Some people like myself follow politics very closely. As an example I knew about the Plame incident from the very start. Some people who don't politics as much probably found out about her when Rove's name was officially mentioned a few months ago. But I'd imagine 75% or more of the USA population has never heard of Valerie Plame.

If you're in the majority of the population who don't really understand what's going on in politics except for major crises such as Katrina and the incompetent Brown, then people won't vote. Most people believe (probably rightfully so) that regardless of who is in office, their own individual lives will not change much. If you don't care, why waste your time waiting in line to vote?

The majority of people don't vote because they don't care about politics. The excuse that "their vote won't matter" is a copout.

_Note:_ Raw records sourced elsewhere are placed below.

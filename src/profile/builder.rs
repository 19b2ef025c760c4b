//! Build a `Profile` from an aggregate.
//!
//! Every frame occurrence gets a fresh `Function` and `Location`, IDs
//! counting up from 1 across the whole pass. Identical frames in different
//! stacks are NOT interned; consumers see one record per occurrence.

use super::schema::{Function, Line, Location, Mapping, Profile, Sample, ValueType};
use crate::aggregator::{sorted_keys, Aggregate};
use crate::parser::parse_stack;
use crate::utils::config::{MAPPING_ID, NANOS_PER_SECOND, PERIOD_TYPE, SAMPLE_TYPES};
use crate::utils::error::ParseError;
use chrono::{DateTime, Utc};
use log::debug;

/// Sampling period in nanoseconds for a frequency in hertz
///
/// Truncating division; a frequency of 0 yields a period of 0.
pub fn sampling_period_nanos(hz: u32) -> i64 {
    NANOS_PER_SECOND.checked_div(i64::from(hz)).unwrap_or(0)
}

/// Function and location ID counters for one encode pass
#[derive(Debug)]
struct IdAllocator {
    next_function: u64,
    next_location: u64,
}

impl IdAllocator {
    fn new() -> Self {
        Self {
            next_function: 1,
            next_location: 1,
        }
    }

    fn function(&mut self) -> u64 {
        let id = self.next_function;
        self.next_function += 1;
        id
    }

    fn location(&mut self) -> u64 {
        let id = self.next_location;
        self.next_location += 1;
        id
    }
}

/// Incremental profile construction, one stack at a time
///
/// **Public** - `build_profile` covers the common case; use this directly to
/// feed stacks in a custom order
#[derive(Debug)]
pub struct ProfileBuilder {
    profile: Profile,
    ids: IdAllocator,
}

impl ProfileBuilder {
    /// Start a profile with header fields filled in
    pub fn new(hz: u32, start: DateTime<Utc>, end: DateTime<Utc>) -> Self {
        let profile = Profile {
            period: sampling_period_nanos(hz),
            time_nanos: start.timestamp_nanos_opt().unwrap_or(0),
            duration_nanos: duration_nanos(start, end),
            sample_types: SAMPLE_TYPES
                .iter()
                .map(|(t, unit)| ValueType::new(*t, *unit))
                .collect(),
            period_type: ValueType::new(PERIOD_TYPE.0, PERIOD_TYPE.1),
            mappings: vec![Mapping {
                id: MAPPING_ID,
                has_functions: true,
                has_filenames: true,
                has_line_numbers: true,
            }],
            functions: Vec::new(),
            locations: Vec::new(),
            samples: Vec::new(),
        };

        Self {
            profile,
            ids: IdAllocator::new(),
        }
    }

    /// Append one stack and its sample count
    ///
    /// # Errors
    /// * `ParseError::MalformedFrame` - the key does not follow the stack
    ///   grammar. Tables may already hold records from earlier stacks; the
    ///   builder should be discarded.
    pub fn add_stack(&mut self, key: &str, count: u64) -> Result<(), ParseError> {
        let frames = parse_stack(key)?;
        let mut location_ids = Vec::with_capacity(frames.len());

        for frame in frames {
            let function_id = self.ids.function();
            let location_id = self.ids.location();

            self.profile.functions.push(Function {
                id: function_id,
                name: frame.function_name,
                file_name: frame.file_name,
            });
            self.profile.locations.push(Location {
                id: location_id,
                mapping_id: MAPPING_ID,
                lines: vec![Line {
                    function_id,
                    line: frame.line,
                }],
            });
            location_ids.push(location_id);
        }

        // Keys are root first; pprof wants the leaf at index 0.
        location_ids.reverse();

        // Counts beyond i64::MAX saturate, as does the time value; the
        // sample total then no longer equals the aggregate total.
        let count = i64::try_from(count).unwrap_or(i64::MAX);
        self.profile.samples.push(Sample {
            values: vec![count, self.profile.period.saturating_mul(count)],
            location_ids,
        });

        Ok(())
    }

    pub fn finish(self) -> Profile {
        self.profile
    }
}

/// Build a profile from every stack in the aggregate, in sorted key order
///
/// **Public** - main entry point for the pprof encoder
///
/// # Arguments
/// * `aggregate` - Stack key to sample count mapping
/// * `hz` - Sampling frequency the aggregate was captured at
/// * `start` / `end` - Capture window
///
/// # Errors
/// * `ParseError::MalformedFrame` - any key is malformed; no profile is returned
pub fn build_profile(
    aggregate: &Aggregate,
    hz: u32,
    start: DateTime<Utc>,
    end: DateTime<Utc>,
) -> Result<Profile, ParseError> {
    let mut builder = ProfileBuilder::new(hz, start, end);

    for key in sorted_keys(aggregate) {
        builder.add_stack(key, aggregate[key])?;
    }

    let profile = builder.finish();
    debug!(
        "Built profile: {} samples, {} functions, {} locations",
        profile.samples.len(),
        profile.functions.len(),
        profile.locations.len()
    );

    Ok(profile)
}

fn duration_nanos(start: DateTime<Utc>, end: DateTime<Utc>) -> i64 {
    let delta = end.signed_duration_since(start);
    delta.num_nanoseconds().unwrap_or(if delta < chrono::Duration::zero() {
        i64::MIN
    } else {
        i64::MAX
    })
}

#[cfg(test)]
mod tests {
    use super::*;
    use chrono::TimeZone;

    fn window() -> (DateTime<Utc>, DateTime<Utc>) {
        let start = Utc.with_ymd_and_hms(2024, 1, 1, 0, 0, 0).unwrap();
        (start, start + chrono::Duration::seconds(30))
    }

    fn aggregate(entries: &[(&str, u64)]) -> Aggregate {
        entries.iter().map(|(k, v)| (k.to_string(), *v)).collect()
    }

    #[test]
    fn test_sampling_period() {
        assert_eq!(sampling_period_nanos(100), 10_000_000);
        assert_eq!(sampling_period_nanos(99), 10_101_010);
        assert_eq!(sampling_period_nanos(0), 0);
    }

    #[test]
    fn test_header_fields() {
        let (start, end) = window();
        let profile = build_profile(&Aggregate::new(), 100, start, end).unwrap();

        assert_eq!(profile.period, 10_000_000);
        assert_eq!(profile.time_nanos, 1_704_067_200_000_000_000);
        assert_eq!(profile.duration_nanos, 30_000_000_000);
        assert_eq!(profile.period_type, ValueType::new("wallclock", "nanoseconds"));
        assert_eq!(
            profile.sample_types,
            vec![
                ValueType::new("samples", "count"),
                ValueType::new("time", "nanoseconds")
            ]
        );
        assert_eq!(profile.mappings.len(), 1);
        assert!(profile.samples.is_empty());
    }

    #[test]
    fn test_single_stack_leaf_first() {
        let (start, end) = window();
        let agg = aggregate(&[("main:1:main.go;foo:10:bar.go", 3)]);
        let profile = build_profile(&agg, 100, start, end).unwrap();

        assert_eq!(profile.functions.len(), 2);
        assert_eq!(profile.functions[0].name, "main");
        assert_eq!(profile.functions[1].name, "foo");
        assert_eq!(profile.functions[1].file_name, "bar.go");
        assert_eq!(profile.locations[1].lines[0].line, 10);

        let sample = &profile.samples[0];
        assert_eq!(sample.values, vec![3, 30_000_000]);
        assert_eq!(sample.location_ids, vec![2, 1]);

        let leaf = profile.location(sample.location_ids[0]).unwrap();
        assert_eq!(profile.function(leaf.lines[0].function_id).unwrap().name, "foo");
        assert_eq!(profile.total_samples(), 3);
    }

    #[test]
    fn test_ids_continue_across_stacks_without_dedup() {
        let (start, end) = window();
        let agg = aggregate(&[("a:1:x;b:2:y", 1), ("a:1:x;c:3:z", 1)]);
        let profile = build_profile(&agg, 100, start, end).unwrap();

        let ids: Vec<u64> = profile.functions.iter().map(|f| f.id).collect();
        assert_eq!(ids, vec![1, 2, 3, 4]);
        // "a" occurs twice and gets two records
        assert_eq!(profile.functions[0].name, "a");
        assert_eq!(profile.functions[2].name, "a");
        assert_eq!(profile.samples[1].location_ids, vec![4, 3]);
    }

    #[test]
    fn test_malformed_key_aborts() {
        let (start, end) = window();
        let agg = aggregate(&[("main;foo:10:bar.go", 3)]);
        let err = build_profile(&agg, 100, start, end).unwrap_err();
        assert!(matches!(err, ParseError::MalformedFrame(ref t) if t == "main"));
    }

    #[test]
    fn test_builder_independent_counters() {
        let (start, end) = window();
        let mut first = ProfileBuilder::new(100, start, end);
        let mut second = ProfileBuilder::new(100, start, end);

        first.add_stack("a:1:x", 1).unwrap();
        first.add_stack("b:1:x", 1).unwrap();
        second.add_stack("c:1:x", 1).unwrap();

        assert_eq!(second.finish().functions[0].id, 1);
        assert_eq!(first.finish().functions[1].id, 2);
    }

    #[test]
    fn test_huge_count_saturates() {
        let (start, end) = window();
        let agg = aggregate(&[("a:1:x", u64::MAX)]);
        let profile = build_profile(&agg, 100, start, end).unwrap();

        assert_eq!(profile.samples[0].values, vec![i64::MAX, i64::MAX]);
    }

    #[test]
    fn test_negative_window() {
        let (start, end) = window();
        let profile = build_profile(&Aggregate::new(), 100, end, start).unwrap();
        assert_eq!(profile.duration_nanos, -30_000_000_000);
    }
}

Bottom line though is that for most people it doesn't matter who's in office, so there's not much incentive to vote.

Gregory Bylos said...

As to why people DO vote, I think it's just that despite these people know their vote may not make a big difference in the big picture, they still want to give their imput. Maybe they realize that if everyone just pretended their vote counted we'd have much more accurate outcomes in terms of who the majority of people want in office.

Maybe people just want to know that no matter the outcome, at least they did their best to give have their views counted. If their candidate wins, they can say that they contributed to that win.

Anonymous said...

I think people vote to show the pride in their country, to show that they participate in the things that are going on. whats the point of democracy if people aren't going to take advantage of it? and if everyone starts thinking "my vote won't count"... votes will start counting.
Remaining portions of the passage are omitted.